Review
Author: Cara Black
Reviewed by: SHA
Issue: June 2020
Riveting... I know this is an overused word by reviewers, but Three Hours in Paris is, well... riveting. A terrific read. Hitler came to tour Paris on June 23, 1940, two weeks after the Nazi occupation. He stayed for only three hours, the reasons for which appear to be unknown. Using this as a backdrop, author Cara Black wonders what it was that made him flee and gives her an opportunity to write about occupied Paris, a city she knows so well through research for her 19 novels in the Aimée Le Duc series. In October 1939, American Kate Rees is living with her naval engineer husband and baby daughter at a Royal Navy base in Scotland's Orkney Islands. When her husband and baby are killed in a German attack on the base, Kate is overcome with grief and anger and, desperately seeks restitution. Given her sharpshooting skills honed in the Oregon countryside, she is recruited for a British intelligence operation to assassinate Hitler on his visit to Paris. She gets Hitler in her sights as he enters the Sacré-Coeur in Montmartre, but a child gets in the way at the last moment and she misses him, but kills a German admiral.

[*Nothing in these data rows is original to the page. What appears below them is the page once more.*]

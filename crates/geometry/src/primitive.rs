use crate::Vertex;

/// How the vertices of a primitive are assembled.
#[derive(Debug, Clone, Copy, PartialEq, Eq, Hash, Default)]
pub enum PrimitiveType {
    /// Every three vertices form a triangle.
    #[default]
    Triangles,
    /// Each vertex after the second forms a triangle with the two before it.
    TriangleStrip,
    /// Each vertex after the second forms a triangle with the previous vertex
    /// and the first one.
    TriangleFan,
    /// Every four vertices form a quad.
    Quads,
    Lines,
    LineStrip,
    Points,
}

impl PrimitiveType {
    /// Whether this kind produces triangles once triangulated.
    pub fn is_surface(self) -> bool {
        matches!(
            self,
            PrimitiveType::Triangles
                | PrimitiveType::TriangleStrip
                | PrimitiveType::TriangleFan
                | PrimitiveType::Quads
        )
    }
}

/// A typed run of vertices; one drawable unit of a shape.
#[derive(Debug, Clone, Default, PartialEq)]
pub struct Primitive {
    kind: PrimitiveType,
    vertices: Vec<Vertex>,
}

impl Primitive {
    pub fn new(kind: PrimitiveType) -> Self {
        Self {
            kind,
            vertices: Vec::new(),
        }
    }

    pub fn with_vertices(kind: PrimitiveType, vertices: Vec<Vertex>) -> Self {
        Self { kind, vertices }
    }

    pub fn kind(&self) -> PrimitiveType {
        self.kind
    }

    pub fn vertices(&self) -> &[Vertex] {
        self.vertices.as_slice()
    }

    pub fn vertices_mut(&mut self) -> &mut Vec<Vertex> {
        &mut self.vertices
    }

    pub fn push(&mut self, vertex: Vertex) {
        self.vertices.push(vertex)
    }

    /// Number of triangles this primitive contributes, in its current form.
    pub fn triangle_count(&self) -> usize {
        let n = self.vertices.len();
        match self.kind {
            PrimitiveType::Triangles => n / 3,
            PrimitiveType::TriangleStrip | PrimitiveType::TriangleFan => n.saturating_sub(2),
            PrimitiveType::Quads => (n / 4) * 2,
            PrimitiveType::Lines | PrimitiveType::LineStrip | PrimitiveType::Points => 0,
        }
    }

    /// Iterates the triangles of a triangle list.
    ///
    /// Yields nothing for any other kind; call [`Primitive::triangulate`] first.
    pub fn triangles(&self) -> impl Iterator<Item = [Vertex; 3]> + '_ {
        let vertices: &[Vertex] = if self.kind == PrimitiveType::Triangles {
            &self.vertices
        } else {
            &[]
        };
        vertices.chunks_exact(3).map(|t| [t[0], t[1], t[2]])
    }

    /// Rewrites the vertices as a plain triangle list.
    ///
    /// Strips alternate the order of the first two vertices on odd triangles so
    /// every emitted triangle keeps the winding of the first. Fans share the
    /// first vertex as a hub. Fewer than 3 vertices produce an empty list.
    ///
    /// Line and point kinds have no area and are left untouched.
    pub fn triangulate(&mut self) {
        let triangulated = match self.kind {
            PrimitiveType::Triangles => {
                let whole = self.vertices.len() - self.vertices.len() % 3;
                if whole != self.vertices.len() {
                    log::warn!(
                        "dropping {} trailing vertices from triangle list",
                        self.vertices.len() - whole
                    );
                    self.vertices.truncate(whole);
                }
                return;
            }
            PrimitiveType::TriangleStrip => triangulate_strip(&self.vertices),
            PrimitiveType::TriangleFan => triangulate_fan(&self.vertices),
            PrimitiveType::Quads => triangulate_quads(&self.vertices),
            PrimitiveType::Lines | PrimitiveType::LineStrip | PrimitiveType::Points => return,
        };
        self.vertices = triangulated;
        self.kind = PrimitiveType::Triangles;
    }
}

fn triangulate_strip(v: &[Vertex]) -> Vec<Vertex> {
    let count = v.len().saturating_sub(2);
    let mut out = Vec::with_capacity(count * 3);
    for i in 0..count {
        if i % 2 == 0 {
            out.extend_from_slice(&[v[i], v[i + 1], v[i + 2]]);
        } else {
            out.extend_from_slice(&[v[i + 1], v[i], v[i + 2]]);
        }
    }
    out
}

fn triangulate_fan(v: &[Vertex]) -> Vec<Vertex> {
    let count = v.len().saturating_sub(2);
    let mut out = Vec::with_capacity(count * 3);
    for i in 1..=count {
        out.extend_from_slice(&[v[0], v[i], v[i + 1]]);
    }
    out
}

fn triangulate_quads(v: &[Vertex]) -> Vec<Vertex> {
    let quads = v.chunks_exact(4);
    if !quads.remainder().is_empty() {
        log::warn!(
            "dropping {} trailing vertices from quad list",
            quads.remainder().len()
        );
    }
    let mut out = Vec::with_capacity(quads.len() * 6);
    for q in quads {
        out.extend_from_slice(&[q[0], q[1], q[2], q[0], q[2], q[3]]);
    }
    out
}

Hitler orders the German police and the Gestapo to catch the sniper and gives them 36 hours. Kate then has to run for her life with the Nazis on her trail. Separated from a radio operator who bailed out with her, and with little or no training to guide her actions, save a few concepts drilled into her by her boss in England, Kate needs to outfox the brilliant German detective on her trail pressured by Hitler to get the sniper. Author Black paints a vivid picture of occupied Paris as the chase goes on, sequence by sequence covering much of the city. Three Hours in Paris is an extremely engaging story, fraught with tension and suspense, centered on this resourceful, courageous woman from Oregon running for her life.